O titrek çizgiyi güvenli bir çizgiye dönüştüren, bir harfi öğreten, bir soruyu sabırla yeniden açıklayan, çocuğun ışığını ortaya çıkaran insanlara “Öğretmen” diyoruz. Öğretmenler Günü, işte bu sessiz kahramanların günü…
Öğretmenlik… Belki de dünyanın en sessiz ama en derin fedakârlığı. Öğretmen; kendi yorgunluğunu saklayıp, öğrencisinin gözlerindeki merakı görünce yeniden güç bulan kişidir. Kendi hayallerini bir kenara koyup, bir başkasının hayalini yeşertmeyi görev sayar. Bir çocuğun okuldaki ilk adımında elini tutan da, hayata küstüğü gün onu yeniden kaldıran da, çoğu zaman öğretmenidir.

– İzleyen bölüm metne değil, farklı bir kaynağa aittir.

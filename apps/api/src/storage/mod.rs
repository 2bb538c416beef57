//! Persistence seams.
//!
//! `AppState` carries each collaborator as an `Arc<dyn Trait>` so handlers and
//! pipelines never name a concrete backend. Production wiring uses Postgres, S3 and
//! Redis; tests swap in the in-memory fakes from `crate::testing`.

use async_trait::async_trait;
use bytes::Bytes;
use chrono::{DateTime, Utc};
use uuid::Uuid;

use crate::models::candidate::{Candidate, CandidateRef, EvaluationUpdate};
use crate::models::interview::InterviewSession;
use crate::models::job::Job;
use crate::models::offer::{OfferChange, OfferUpdate};
use crate::models::organization::{OrgSettings, Organization};

pub mod blob;
pub mod dedup;
pub mod postgres;

/// Document store for organizations, jobs and candidates.
#[async_trait]
pub trait CandidateStore: Send + Sync {
    async fn get_candidate(&self, org_id: Uuid, candidate_id: Uuid)
        -> anyhow::Result<Option<Candidate>>;

    async fn get_job(&self, org_id: Uuid, job_id: Uuid) -> anyhow::Result<Option<Job>>;

    /// Persists a freshly generated job embedding. Existing non-empty embeddings are kept.
    async fn save_job_embedding(
        &self,
        org_id: Uuid,
        job_id: Uuid,
        embedding: &[f32],
    ) -> anyhow::Result<()>;

    async fn get_organization(&self, org_id: Uuid) -> anyhow::Result<Option<Organization>>;

    /// Screening policy for an organization. `None` means the defaults apply.
    async fn get_org_settings(&self, org_id: Uuid) -> anyhow::Result<Option<OrgSettings>> {
        Ok(self.get_organization(org_id).await?.map(|o| o.settings.0))
    }

    async fn record_resume_text(
        &self,
        org_id: Uuid,
        candidate_id: Uuid,
        resume_text: &str,
        parsed_at: DateTime<Utc>,
    ) -> anyhow::Result<()>;

    async fn save_evaluation(
        &self,
        org_id: Uuid,
        candidate_id: Uuid,
        update: &EvaluationUpdate,
    ) -> anyhow::Result<()>;

    /// Atomically merges `session` into the candidate's interview list.
    /// Returns `None` when the candidate does not exist.
    async fn merge_interview_session(
        &self,
        org_id: Uuid,
        candidate_id: Uuid,
        session: InterviewSession,
        match_key: &str,
    ) -> anyhow::Result<Option<Vec<InterviewSession>>>;

    /// Atomically applies `change` to the candidate's offer sub-record, maintaining
    /// the envelope index. The envelope check in `Offer::apply` runs under the same
    /// lock as the write. Returns `None` when the candidate does not exist.
    async fn update_offer(
        &self,
        org_id: Uuid,
        candidate_id: Uuid,
        change: &OfferChange,
    ) -> anyhow::Result<Option<OfferUpdate>>;

    /// Reverse lookup through the envelope index.
    async fn find_offer_owner(&self, envelope_id: &str) -> anyhow::Result<Option<CandidateRef>>;
}

/// Object storage for resumes and signed documents.
#[async_trait]
pub trait BlobStore: Send + Sync {
    /// Bucket used for objects this service writes.
    fn default_bucket(&self) -> &str;

    async fn download(&self, bucket: &str, key: &str) -> anyhow::Result<Bytes>;

    /// Uploads to the default bucket, tagging the object with a download token.
    async fn upload(
        &self,
        key: &str,
        data: Bytes,
        content_type: &str,
        download_token: &str,
    ) -> anyhow::Result<()>;

    /// Download token stored on an object in the default bucket, if the object exists.
    async fn download_token(&self, key: &str) -> anyhow::Result<Option<String>>;
}

/// Remembers which storage events were already processed.
#[async_trait]
pub trait EventLedger: Send + Sync {
    /// Returns `true` the first time `key` is seen within the ledger's retention window.
    async fn first_seen(&self, key: &str) -> anyhow::Result<bool>;

    /// Forgets `key` so a redelivery of the same event is processed again.
    async fn release(&self, key: &str) -> anyhow::Result<()>;
}
use anyhow::{Context, Result};
use async_trait::async_trait;

use crate::storage::EventLedger;

const KEY_PREFIX: &str = "talent:upload-event:";

/// Redis ledger using `SET key 1 NX EX ttl`. Entries expire after `ttl_secs`.
#[derive(Clone)]
pub struct RedisEventLedger {
    client: redis::Client,
    ttl_secs: u64,
}

impl RedisEventLedger {
    pub fn new(client: redis::Client, ttl_secs: u64) -> Self {
        Self { client, ttl_secs }
    }
}

impl RedisEventLedger {
    async fn connection(&self) -> Result<redis::aio::MultiplexedConnection> {
        self.client
            .get_multiplexed_async_connection()
            .await
            .context("Failed to connect to Redis")
    }
}

#[async_trait]
impl EventLedger for RedisEventLedger {
    async fn first_seen(&self, key: &str) -> Result<bool> {
        let mut conn = self.connection().await?;

        let reply: Option<String> = redis::cmd("SET")
            .arg(format!("{KEY_PREFIX}{key}"))
            .arg(1)
            .arg("NX")
            .arg("EX")
            .arg(self.ttl_secs)
            .query_async(&mut conn)
            .await
            .context("Redis SET NX failed")?;

        Ok(reply.is_some())
    }

    async fn release(&self, key: &str) -> Result<()> {
        let mut conn = self.connection().await?;
        let _: i64 = redis::cmd("DEL")
            .arg(format!("{KEY_PREFIX}{key}"))
            .query_async(&mut conn)
            .await
            .context("Redis DEL failed")?;
        Ok(())
    }
}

Öğretmen kimi zaman kendi maaşına bakmadan bir öğrencinin defterini, kalemini tamamlar… Kimi zaman bütün günü yorucu geçse bile akşam eve döndüğünde, “Acaba şu öğrencimin bir derdimi vardı?” diye düşünür. İşte öğretmenliği meslek olmaktan çıkarıp, kutsal kılan tam da bu görünmeyen emektir.
Yine de öğretmenler karşılık beklemez. Çünkü bilirler ki, bir öğrencinin “Hocam, ben başardım” diye fısıldaması, yılların yorgunluğunu bir anda siler. O küçük teşekkür, bir ömür boyu unutulmayacak bir bağ kurar. Hayatı boyunca yüzlerce öğrenci geçer bir öğretmenin yüreğinden; ama bir öğrencinin bile hayatına dokunabilmek, bir ömrün gerçek anlamıdır aslında.

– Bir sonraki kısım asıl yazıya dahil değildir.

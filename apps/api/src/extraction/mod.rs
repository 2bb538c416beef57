// Resume text extraction: reference resolution, document reading, and the upload trigger.
// Vision calls go through llm_client; downloads go through the BlobStore seam.

pub mod handlers;
pub mod resolver;
pub mod upload;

Bu ülkenin eğitim yolculuğuna yön veren, kara tahta başına geçip yeni harfleri bizzat öğreten ve millete yeni bir alfabetik nefes kazandıran Başöğretmen Mustafa Kemal Atatürk’ü anmadan bu günü düşünmek mümkün değildir. Atatürk, bir ülkenin özgürlüğünün yalnızca kazanılmış bir savaşla değil, aydınlanmış bir zihinle korunacağını bilen bir liderdi. Bu yüzden “Başöğretmen” unvanı onun için bir makam değil; bir sorumluluk, bir gönül yolculuğuydu. Çünkü biliyordu: Öğretmen, bir toplumun kaderine en derinden dokunan kişidir.
Cumhuriyetin en önemli kazanımlarından biri de; “Eğitimin, doğduğun coğrafyayı kader olmaktan çıkartıp, eğitim almış yetişmiş bireyler olarak, yaşamak istediğin coğrafyanın kaderin olmasını sağlamasıdır.” Ve bu dönüşüme en çok katkı sağlayanlar da öğretmenlerdir.

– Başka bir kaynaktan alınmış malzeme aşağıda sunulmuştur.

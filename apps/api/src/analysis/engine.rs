//! Match Analysis Engine: one structured prompt, one tolerant parse.
//!
//! The model's JSON is untrusted. Every field is optional and read leniently
//! (camelCase or snake_case keys, numbers as strings, bare strings for records).
//! Defaults:
//! - missing strings → `None`, missing lists → empty
//! - missing `score` → `intelligence.technicalScore`, then `None`
//! - missing or unknown `verdict` → `None` (callers treat it as `Review`)
//!
//! Scores are passed through unclamped.

use serde::Serialize;
use serde_json::{Map, Value};
use tracing::{debug, info};

use crate::analysis::prompts::MATCH_ANALYSIS_PROMPT_TEMPLATE;
use crate::capability::AiPermit;
use crate::errors::AppError;
use crate::llm_client::prompts::JSON_ONLY_SYSTEM;
use crate::llm_client::TextService;
use crate::models::candidate::{
    EducationRecord, ExperienceRecord, SkillMatrixEntry, SkillRecord, Verdict,
};

#[derive(Debug, Clone, Default, PartialEq, Serialize)]
pub struct Intelligence {
    pub technical_score: Option<i32>,
    pub cultural_score: Option<i32>,
    pub communication_score: Option<i32>,
    pub strengths: Vec<String>,
    pub weaknesses: Vec<String>,
    pub missing_skills: Vec<String>,
}

#[derive(Debug, Clone, Default, PartialEq, Serialize)]
pub struct MatchAnalysis {
    pub name: Option<String>,
    pub email: Option<String>,
    pub phone: Option<String>,
    pub links: Vec<String>,
    pub score: Option<i32>,
    pub verdict: Option<Verdict>,
    pub match_reason: Option<String>,
    pub summary: Option<String>,
    pub skills: Vec<SkillRecord>,
    pub skills_matrix: Vec<SkillMatrixEntry>,
    pub experience: Vec<ExperienceRecord>,
    pub education: Vec<EducationRecord>,
    pub intelligence: Intelligence,
}

impl MatchAnalysis {
    pub fn effective_verdict(&self) -> Verdict {
        self.verdict.unwrap_or_default()
    }

    /// Effective score. A response with no score at all counts as 0.
    pub fn effective_score(&self) -> i32 {
        self.score.unwrap_or(0)
    }
}

/// Runs the match analysis. Service failure is fatal to the call and not retried here.
pub async fn analyze(
    text_service: &dyn TextService,
    _permit: &AiPermit,
    resume_text: &str,
    job_description: &str,
) -> Result<MatchAnalysis, AppError> {
    let prompt = MATCH_ANALYSIS_PROMPT_TEMPLATE
        .replace("{job_description}", job_description)
        .replace("{resume_text}", resume_text);

    let response = text_service
        .generate_json(&prompt, JSON_ONLY_SYSTEM)
        .await
        .map_err(|e| AppError::AnalysisFailed(format!("Match analysis call failed: {e}")))?;

    let analysis = parse_analysis(&response)?;
    info!(
        score = ?analysis.score,
        verdict = ?analysis.verdict,
        skills = analysis.skills.len(),
        "Match analysis parsed"
    );
    Ok(analysis)
}

/// Tolerant parse of the model response into a `MatchAnalysis`.
pub fn parse_analysis(response: &Value) -> Result<MatchAnalysis, AppError> {
    let root = response.as_object().ok_or_else(|| {
        AppError::AnalysisFailed("Match analysis response was not a JSON object".to_string())
    })?;

    let intelligence = field(root, &["intelligence"])
        .and_then(Value::as_object)
        .map(parse_intelligence)
        .unwrap_or_default();

    let score = field(root, &["score", "matchScore", "match_score"])
        .and_then(lenient_int)
        .or(intelligence.technical_score);
    if root.get("score").is_none() && score.is_some() {
        debug!("Top-level score missing, using intelligence.technicalScore");
    }

    Ok(MatchAnalysis {
        name: text(root, &["name", "fullName", "full_name"]),
        email: text(root, &["email"]),
        phone: text(root, &["phone", "phoneNumber", "phone_number"]),
        links: parse_links(field(root, &["links"])),
        score,
        verdict: text(root, &["verdict"]).and_then(|v| Verdict::parse(&v)),
        match_reason: text(root, &["matchReason", "match_reason"]),
        summary: text(root, &["summary"]),
        skills: records(root, &["skills"])
            .enumerate()
            .filter_map(|(i, v)| parse_skill(i, v))
            .collect(),
        skills_matrix: records(root, &["skillsMatrix", "skills_matrix"])
            .filter_map(parse_matrix_entry)
            .collect(),
        experience: records(root, &["experience"])
            .enumerate()
            .filter_map(|(i, v)| parse_experience(i, v))
            .collect(),
        education: records(root, &["education"])
            .enumerate()
            .filter_map(|(i, v)| parse_education(i, v))
            .collect(),
        intelligence,
    })
}

fn parse_intelligence(obj: &Map<String, Value>) -> Intelligence {
    Intelligence {
        technical_score: field(obj, &["technicalScore", "technical_score"]).and_then(lenient_int),
        cultural_score: field(obj, &["culturalScore", "cultural_score"]).and_then(lenient_int),
        communication_score: field(obj, &["communicationScore", "communication_score"])
            .and_then(lenient_int),
        strengths: strings(field(obj, &["strengths"])),
        weaknesses: strings(field(obj, &["weaknesses"])),
        missing_skills: strings(field(obj, &["missingSkills", "missing_skills"])),
    }
}

fn parse_skill(index: usize, value: &Value) -> Option<SkillRecord> {
    let id = format!("skill-{}", index + 1);
    if let Some(name) = non_empty(value.as_str()) {
        return Some(SkillRecord {
            id,
            name,
            ..SkillRecord::default()
        });
    }
    let obj = value.as_object()?;
    Some(SkillRecord {
        id,
        name: text(obj, &["name", "skill"])?,
        level: text(obj, &["level", "proficiency"]),
        years: field(obj, &["years", "yearsOfExperience"]).and_then(lenient_float),
    })
}

fn parse_matrix_entry(value: &Value) -> Option<SkillMatrixEntry> {
    let obj = value.as_object()?;
    Some(SkillMatrixEntry {
        skill: text(obj, &["skill", "name"])?,
        required: field(obj, &["required"]).and_then(lenient_bool).unwrap_or(false),
        candidate_has: field(obj, &["candidateHas", "candidate_has", "present", "has"])
            .and_then(lenient_bool)
            .unwrap_or(false),
        proficiency: text(obj, &["proficiency", "level"]),
    })
}

fn parse_experience(index: usize, value: &Value) -> Option<ExperienceRecord> {
    let obj = value.as_object()?;
    let title = text(obj, &["title", "role", "position"]).unwrap_or_default();
    let company = text(obj, &["company", "employer", "organization"]).unwrap_or_default();
    if title.is_empty() && company.is_empty() {
        return None;
    }
    Some(ExperienceRecord {
        id: format!("exp-{}", index + 1),
        title,
        company,
        start_date: text(obj, &["startDate", "start_date"]),
        end_date: text(obj, &["endDate", "end_date"]),
        description: text(obj, &["description", "summary"]),
    })
}

fn parse_education(index: usize, value: &Value) -> Option<EducationRecord> {
    let obj = value.as_object()?;
    Some(EducationRecord {
        id: format!("edu-{}", index + 1),
        institution: text(obj, &["institution", "school", "university"])?,
        degree: text(obj, &["degree"]),
        field: text(obj, &["field", "fieldOfStudy", "field_of_study", "major"]),
        year: field(obj, &["year", "graduationYear", "graduation_year"]).and_then(|v| {
            non_empty(v.as_str()).or_else(|| v.as_i64().map(|y| y.to_string()))
        }),
    })
}

/// Links arrive as a list of URLs, a list of `{url}` objects, or a map of name → URL.
fn parse_links(value: Option<&Value>) -> Vec<String> {
    match value {
        Some(Value::Array(items)) => items
            .iter()
            .filter_map(|item| {
                non_empty(item.as_str()).or_else(|| {
                    item.as_object()
                        .and_then(|o| text(o, &["url", "href", "link"]))
                })
            })
            .collect(),
        Some(Value::Object(map)) => map.values().filter_map(|v| non_empty(v.as_str())).collect(),
        _ => Vec::new(),
    }
}

fn field<'a>(obj: &'a Map<String, Value>, keys: &[&str]) -> Option<&'a Value> {
    keys.iter()
        .filter_map(|k| obj.get(*k))
        .find(|v| !v.is_null())
}

fn text(obj: &Map<String, Value>, keys: &[&str]) -> Option<String> {
    field(obj, keys).and_then(|v| non_empty(v.as_str()))
}

fn records<'a>(obj: &'a Map<String, Value>, keys: &[&str]) -> impl Iterator<Item = &'a Value> {
    field(obj, keys)
        .and_then(Value::as_array)
        .into_iter()
        .flatten()
}

fn strings(value: Option<&Value>) -> Vec<String> {
    value
        .and_then(Value::as_array)
        .map(|items| items.iter().filter_map(|v| non_empty(v.as_str())).collect())
        .unwrap_or_default()
}

fn non_empty(value: Option<&str>) -> Option<String> {
    value
        .map(str::trim)
        .filter(|s| !s.is_empty())
        .map(String::from)
}

/// Values that do not fit an `i32` are treated as absent rather than wrapped.
fn lenient_int(value: &Value) -> Option<i32> {
    match value {
        Value::Number(n) => match n.as_i64() {
            Some(i) => i32::try_from(i).ok(),
            None => n.as_f64().and_then(rounded_i32),
        },
        Value::String(s) => s
            .trim()
            .trim_end_matches('%')
            .parse::<f64>()
            .ok()
            .and_then(rounded_i32),
        _ => None,
    }
}

fn rounded_i32(f: f64) -> Option<i32> {
    let rounded = f.round();
    (rounded.is_finite() && rounded >= f64::from(i32::MIN) && rounded <= f64::from(i32::MAX))
        .then_some(rounded as i32)
}

fn lenient_float(value: &Value) -> Option<f32> {
    match value {
        Value::Number(n) => n.as_f64().map(|f| f as f32),
        Value::String(s) => s.trim().trim_end_matches('+').parse::<f32>().ok(),
        _ => None,
    }
}

fn lenient_bool(value: &Value) -> Option<bool> {
    match value {
        Value::Bool(b) => Some(*b),
        Value::String(s) => match s.trim().to_ascii_lowercase().as_str() {
            "true" | "yes" => Some(true),
            "false" | "no" => Some(false),
            _ => None,
        },
        _ => None,
    }
}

Atatürk’ün kurduğu Türkiye Cumhuriyeti’nin çocuklara sağladığı eğitim imkânı, hem onların hem de ülkenin kaderini değiştirmiştir. Öğretmenler verdikleri eğitimle çocukların ufkunu açmış; Anadolu köy ve kasabalarında doğan pek çok çocuğun, şehirlerde, büyük şehirlerde okumasına, üniversiteye gitmesine, bugün ülkenin en önemli “karar alma ve yönetim” mekanizmalarında yer almasına vesile olmuşlardır.
Başöğretmen Gazi Mustafa Kemal Atatürk başta olmak üzere ebediyete irtihal etmiş tüm öğretmenlerimizi, aramızdan erken ayrılan eğitim neferlerini saygı, rahmet ve minnetle anıyoruz. Ruhları şad, mekânları cennet olsun.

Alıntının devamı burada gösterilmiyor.